「知っている」「わかっている」の危うさ

私の中ではこれほどまでに面白い朝ドラは無かった。朝ドラという15分×5回/週 で半年間を積み上げるスタイルがこんなにも面白くなるのかとびっくりした。

登場人物、沖縄、戦争などの背景が、回を重ねるごとに少しずつ見えてくる。今まで見えていたと思っていたものが、実は全然違う意味を持っていたことが徐々にわかってくる。その裏切られる快感が半端なかった。


一方、「ちむどんどん」には批判の声が大きかった。全体的な批判が多かったかどうかはわからない。大きい声の批判がとにかく多かった。SNSでは感情的とも言えるバッシングやネットスラングを使った嘲笑など。それに乗った(ちゃんとドラマを見ているかどうかもわからない)ネット記事も多く拡散された。(それはドラマが終わった今でも続いている)

そこでいつも思ったのは「自分は知っている」「自分はわかっている」の危うさだ。

自分は朝ドラを知っている
どんな物語が正解かを知っている
どんな行動が正しいかわかっている
沖縄はどんな風土なのか、どんな歴史があったのか それらをどう描くべきなのかを知っている
正しい子育てを自分はわかっている
常識を知っている
礼儀をわかっている

などなど

自分の「知っている」「わかっている」を強く握りしめれば握りすぎるほど
「ちむどんどん」という羅針盤を手にぐんぐんと道を切り開いていく暢子たちは「わからない」存在になってしまったのではないか

「知っている」「わかっている」を手放さずに、自分の物差しで「わからない」物語を見ていけばいくほど、「ちむどんどん」は自分の正しさを満たさない間違った物語になってしまったのではないか


「知っている」「わかっている」は消費できるということなんだと思う。
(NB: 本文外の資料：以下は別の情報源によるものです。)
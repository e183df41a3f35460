//! Index construction from news records and uploaded tables
//!
//! Embeddings for a batch are computed first, with bounded concurrency,
//! and only then appended under the index write lock. A gateway failure
//! therefore leaves the index exactly as it was.

use alerta_core::{DocumentSource, EmbeddingClient, Result, SourceRecord};
use alerta_parser::Table;
use alerta_vector::{embed_all, IndexHandle};
use std::sync::Arc;

/// Outcome of one build or extension
#[derive(Debug, Clone, Default, PartialEq, Eq)]
pub struct BuildReport {
    /// Documents appended by this call
    pub added: usize,
    /// Records skipped because their summary was blank
    pub skipped_blank: usize,
    /// Records whose upstream payload had no usable summary
    pub malformed: usize,
    /// Id of the first appended document, if any
    pub first_id: Option<u64>,
    /// Index size after the call
    pub total: usize,
}

/// Embeds records and appends them to an index
pub struct IndexBuilder {
    embedder: Arc<dyn EmbeddingClient>,
    concurrency: usize,
}

impl IndexBuilder {
    /// Create a builder with at most `concurrency` embedding requests in flight
    pub fn new(embedder: Arc<dyn EmbeddingClient>, concurrency: usize) -> Self {
        Self {
            embedder,
            concurrency: concurrency.max(1),
        }
    }

    /// Append records to `handle`, or to a fresh index when none is given
    ///
    /// Calling it again with the returned handle only appends; ids keep
    /// growing from the current size.
    pub async fn build_or_extend_index(
        &self,
        records: Vec<SourceRecord>,
        handle: Option<IndexHandle>,
    ) -> Result<(IndexHandle, BuildReport)> {
        let handle = handle.unwrap_or_default();
        let malformed = records.iter().filter(|r| r.malformed).count();

        let (records, blank): (Vec<_>, Vec<_>) =
            records.into_iter().partition(|r| !r.is_blank());
        if !blank.is_empty() {
            tracing::warn!(skipped = blank.len(), "Skipping records with blank summary");
        }

        let texts: Vec<String> = records.iter().map(|r| r.summary.clone()).collect();
        let vectors = embed_all(self.embedder.as_ref(), &texts, self.concurrency).await?;
        let ids = handle.add(vectors, records).await?;
        let total = handle.len().await;

        let report = BuildReport {
            added: ids.len(),
            skipped_blank: blank.len(),
            malformed,
            first_id: ids.first().copied(),
            total,
        };
        tracing::info!(
            added = report.added,
            skipped = report.skipped_blank,
            malformed = report.malformed,
            total = report.total,
            "Index updated"
        );

        Ok((handle, report))
    }

    /// Append the rows of an uploaded table
    ///
    /// Each row becomes one document whose text is the row's cell values
    /// joined in column order.
    pub async fn add_table(
        &self,
        table: &Table,
        handle: Option<IndexHandle>,
    ) -> Result<(IndexHandle, BuildReport)> {
        self.build_or_extend_index(table_records(table), handle)
            .await
    }
}

/// Turn every table row into a record tagged as table data
pub fn table_records(table: &Table) -> Vec<SourceRecord> {
    table
        .row_texts()
        .into_iter()
        .enumerate()
        .map(|(row, text)| {
            let record = SourceRecord::new(text)
                .with_source(DocumentSource::Table)
                .with_meta("row", row as u64);
            match &table.caption {
                Some(caption) => record.with_meta("table", caption.clone()),
                None => record,
            }
        })
        .collect()
}
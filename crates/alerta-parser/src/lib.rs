//! Alerta Parser - Tabular data for the "upload external database" flow
//!
//! Supports parsing of:
//! - CSV files (first row as header, via the csv crate)
//! - Microsoft Excel (XLSX, XLS)
//!
//! Each parser produces a [`Table`] whose rows are later flattened into
//! one text per row before embedding.

pub mod csv;
pub mod excel;

pub use self::csv::CsvParser;
pub use excel::ExcelParser;

use std::path::Path;
use thiserror::Error;

/// Separator placed between cell values when a row is flattened
pub const ROW_SEPARATOR: &str = " | ";

// ============================================================================
// Error Types
// ============================================================================

/// Errors that can occur while reading an uploaded table
#[derive(Error, Debug)]
pub enum ParserError {
    /// File format is not supported
    #[error("Unsupported file format: {0}")]
    UnsupportedFormat(String),

    /// IO error while reading the file
    #[error("IO error reading file: {path}")]
    IoError {
        path: String,
        #[source]
        source: std::io::Error,
    },

    /// Excel parsing error
    #[error("Excel parsing error: {0}")]
    ExcelError(String),

    /// CSV parsing error
    #[error("CSV parsing error at line {line}: {message}")]
    CsvError { line: usize, message: String },
}

pub type Result<T> = std::result::Result<T, ParserError>;

// ============================================================================
// File Types
// ============================================================================

/// Supported table file types
#[derive(Debug, Clone, Copy, PartialEq, Eq)]
pub enum FileType {
    Csv,
    Xlsx,
    Xls,
    Unknown,
}

impl FileType {
    /// Detect file type from extension
    pub fn from_extension(ext: &str) -> Self {
        match ext.to_lowercase().as_str() {
            "csv" => Self::Csv,
            "xlsx" => Self::Xlsx,
            "xls" => Self::Xls,
            _ => Self::Unknown,
        }
    }

    /// Detect file type from path
    pub fn from_path(path: &Path) -> Self {
        path.extension()
            .and_then(|ext| ext.to_str())
            .map(Self::from_extension)
            .unwrap_or(Self::Unknown)
    }
}

impl std::fmt::Display for FileType {
    fn fmt(&self, f: &mut std::fmt::Formatter<'_>) -> std::fmt::Result {
        match self {
            Self::Csv => write!(f, "csv"),
            Self::Xlsx => write!(f, "xlsx"),
            Self::Xls => write!(f, "xls"),
            Self::Unknown => write!(f, "unknown"),
        }
    }
}

// ============================================================================
// Table
// ============================================================================

/// A table read from an uploaded file
#[derive(Debug, Clone, Default, PartialEq, Eq)]
pub struct Table {
    /// Table caption (file stem or sheet name)
    pub caption: Option<String>,

    /// Column headers
    pub headers: Vec<String>,

    /// Table rows, cells in column order
    pub rows: Vec<Vec<String>>,
}

impl Table {
    /// Create a new table
    pub fn new() -> Self {
        Self::default()
    }

    /// Add headers
    pub fn with_headers(mut self, headers: Vec<String>) -> Self {
        self.headers = headers;
        self
    }

    /// Set caption
    pub fn with_caption(mut self, caption: impl Into<String>) -> Self {
        self.caption = Some(caption.into());
        self
    }

    /// Add a row, dropping it if every cell is empty
    pub fn add_row(&mut self, row: Vec<String>) {
        if row.iter().any(|cell| !cell.trim().is_empty()) {
            self.rows.push(row);
        }
    }

    /// Get number of columns
    pub fn num_columns(&self) -> usize {
        self.headers
            .len()
            .max(self.rows.iter().map(Vec::len).max().unwrap_or(0))
    }

    /// Get number of rows
    pub fn num_rows(&self) -> usize {
        self.rows.len()
    }

    /// Flatten every row into one text: cell values in column order
    /// joined by [`ROW_SEPARATOR`]
    pub fn row_texts(&self) -> Vec<String> {
        self.rows.iter().map(|row| row.join(ROW_SEPARATOR)).collect()
    }

    /// Append the rows of another table with the same layout
    pub fn extend(&mut self, other: Table) {
        if self.headers.is_empty() {
            self.headers = other.headers;
        }
        self.rows.extend(other.rows);
    }
}

// ============================================================================
// Parser Trait
// ============================================================================

/// Trait for table parsers
pub trait TableParser: Send + Sync {
    /// Parse a table from a file path
    fn parse(&self, path: &Path) -> Result<Table>;

    /// Get supported file types
    fn supported_types(&self) -> &[FileType];

    /// Check if this parser can handle a file type
    fn can_parse(&self, file_type: FileType) -> bool {
        self.supported_types().contains(&file_type)
    }
}

/// Parse an uploaded table, choosing the parser from the file extension
pub fn parse_table(path: &Path) -> Result<Table> {
    let file_type = FileType::from_path(path);
    let csv = CsvParser::new();
    let excel = ExcelParser::new();
    let parsers: [&dyn TableParser; 2] = [&csv, &excel];

    let parser = parsers
        .into_iter()
        .find(|p| p.can_parse(file_type))
        .ok_or_else(|| {
            ParserError::UnsupportedFormat(
                path.extension()
                    .and_then(|e| e.to_str())
                    .unwrap_or("none")
                    .to_string(),
            )
        })?;

    let table = parser.parse(path)?;
    tracing::info!(
        path = %path.display(),
        file_type = %file_type,
        rows = table.num_rows(),
        "Table parsed"
    );
    Ok(table)
}

fn caption_from_path(path: &Path) -> Option<String> {
    path.file_stem()
        .and_then(|s| s.to_str())
        .map(str::to_string)
}

// ============================================================================
// Tests
// ============================================================================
多くのドラマ評論家(プロアマ問わず)は、今までの朝ドラと比較して「ちむどんどん」を語ろうとする。

自分の中の正しい朝ドラの型を握りしめれば握りしめるほど、「ちむどんどん」を掴み切れずに自分の言葉で語ることができなくなっていた。よって、SNSの安易なバッシングに乗ってしまったのではないかと思う。

逆に「わからない」「知らない」ことを楽しめた人たちは、「ちむどんどん」の世界とたくさんの共鳴をしていたように見える。物語が展開するたびに、自分の見ていたものがほんの一部だったことがわかり、視野がぐんぐんと広がっていく感覚が私にはあった。それがとても新鮮だった。「わからない」ことの楽しさ。

ちむどんどんは、安易に沖縄を戦争を差別を 何より物語そのものを消費させないつくりになっていた。皆わかった気持ちになって消費して忘れていく。自分の生活と「沖縄」「戦争」を切り離し、自分とは違う世界の物語に癒され満たされ満足して終わらせていく。ちむどんどんは、それをさせてくれなかった。だから私は心から信頼して物語を追うことができたのだ。